Veneer Gigi Kelinci Jadi Tren di Kalangan Selebriti Indonesia

Intan Kemala Sari - wolipop Jumat, 30 Jan 2015 11:02 WIB
Dok. Audy Dental Dok. Audy Dental

Jakarta - Dari sekian banyak metode untuk memperbaiki bentuk dan sususan gigi, veneer menjadi salah satu prosedur yang paling sering dipilih. Alasannya, proses pengerjaannya lebih cepat dan terbilang mudah. Bahkan metode ini pun dipilih oleh para selebriti Tanah Air, seperti Tessa Kaunang, Olla Ramlan dan Shinta Bachir.

Salah satu metode veener gigi yang mulai digandrungi adalah bunny teeth atau veneer gigi kelinci. Bunny teeth ini mulai populer karena dapat membuat senyum lebih indah dan tampak lebih muda. Seperti apa prosesnya pembuatannya?

Drg Adina Rahmayanti, SpKG mengatakan, bunny teeth dibuat dengan cara memanjangkan gigi centralis incisor atau dua gigi tengah bagian atas yang berbentuk seperti gigi kelinci. Selain itu, ukuran gigi tengah pun juga bisa diperbesar dengan menambahkan veneer pada ujung gigi.

"Gigi biasa ukuran mahkotanya sekitar tujuh sampai delapan milimeter. Kalau mau dibentuk bunny teeth, bisa dipanjangkan dan ditambah ukurannya dengan veener kira-kira satu milimeter," paparnya saat berbincang dengan Wolipop di Audy Dental Kemang, Jakarta Selatan, Senin (26/1/2015).
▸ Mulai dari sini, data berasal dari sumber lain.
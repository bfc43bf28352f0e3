//! Escaping of structurally significant characters for script writers.

use std::borrow::Cow;

/// Escapes text for a particular output format.
pub trait Escaper: Send + Sync {
    fn escape<'a>(&self, text: &'a str) -> Cow<'a, str>;
}

/// Leaves text untouched.
#[derive(Debug, Clone, Copy, Default)]
pub struct NoEscape;

impl Escaper for NoEscape {
    fn escape<'a>(&self, text: &'a str) -> Cow<'a, str> {
        Cow::Borrowed(text)
    }
}

/// XML/HTML entity escaping of `& < > " '`.
#[derive(Debug, Clone, Copy, Default)]
pub struct MarkupEscaper;

impl Escaper for MarkupEscaper {
    fn escape<'a>(&self, text: &'a str) -> Cow<'a, str> {
        if !text.contains(['&', '<', '>', '"', '\'']) {
            return Cow::Borrowed(text);
        }
        let mut out = String::with_capacity(text.len() + 16);
        for ch in text.chars() {
            match ch {
                '&' => out.push_str("&amp;"),
                '<' => out.push_str("&lt;"),
                '>' => out.push_str("&gt;"),
                '"' => out.push_str("&quot;"),
                '\'' => out.push_str("&#39;"),
                _ => out.push(ch),
            }
        }
        Cow::Owned(out)
    }
}

/// Backslash escaping for double-quoted string literals in script formats.
#[derive(Debug, Clone, Copy, Default)]
pub struct QuotedEscaper;

impl Escaper for QuotedEscaper {
    fn escape<'a>(&self, text: &'a str) -> Cow<'a, str> {
        if !text.contains(['\\', '"']) && !text.chars().any(char::is_control) {
            return Cow::Borrowed(text);
        }
        let mut out = String::with_capacity(text.len() + 8);
        for ch in text.chars() {
            match ch {
                '\\' => out.push_str("\\\\"),
                '"' => out.push_str("\\\""),
                '\r' => out.push_str("\\r"),
                '\n' => out.push_str("\\n"),
                c if c.is_control() => out.push_str(&format!("\\u{{{:x}}}", c as u32)),
                c => out.push(c),
            }
        }
        Cow::Owned(out)
    }
}

/// Escaping selected by configuration.
#[derive(Debug, Clone, Copy, PartialEq, Eq, Hash, Default)]
pub enum EscapeMode {
    None,
    #[default]
    Markup,
    Quoted,
}

impl EscapeMode {
    #[must_use]
    pub fn escaper(self) -> Box<dyn Escaper> {
        match self {
            Self::None => Box::new(NoEscape),
            Self::Markup => Box::new(MarkupEscaper),
            Self::Quoted => Box::new(QuotedEscaper),
        }
    }

    /// Parse `none`, `markup` or `quoted`.
    #[must_use]
    pub fn parse(value: &str) -> Option<Self> {
        match value.trim().to_ascii_lowercase().as_str() {
            "none" | "raw" => Some(Self::None),
            "markup" | "xml" | "html" => Some(Self::Markup),
            "quoted" | "string" => Some(Self::Quoted),
            _ => None,
        }
    }
}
Dokter lulusan kedokteran gigi Universitas Trisakti ini juga mengatakan, ada cara lain yang bisa dilakukan untuk membuat bunny teeth. Yaitu dengan mengasah gigi seri sebelah kanan dan kiri. Hal ini secara otomatis membuat gigi tengah yang berbentuk seperti gigi kelinci terlihat lebih panjang.

"Kalau memang kondisi gigi tengah sudah bagus, tinggal diasah saja gigi serinya jadi lebih pendek, baru di-veneer. Kan kelihatannya gigi kelinci jadi panjang," katanya.

Tertarik melakukan prosedur bunny teeth? Tungguh dulu. Ternyata menurut dokter yang akrab disapa drg. Adin ini tidak semua orang cocok melakukannya. Ada beberapa aspek yang harus dipertimbangkan. "Bunny teeth juga lihat bentuk muka dulu ya, tergantung pantas atau tidak pantasnya. Kadang kalau tidak pantas, justru membuat muka kelihatan aneh," lanjutnya.

Untuk itu, konsultasi sebelum melakukan perawatan ini sangatlah dianjurkan. Dengan berkonsultasi, Anda dapat memahami kondisi dan permasalahan gigi sehingga dokter pun dapat menganjurkan prosedur yang terbaik bagi perawatan gigi.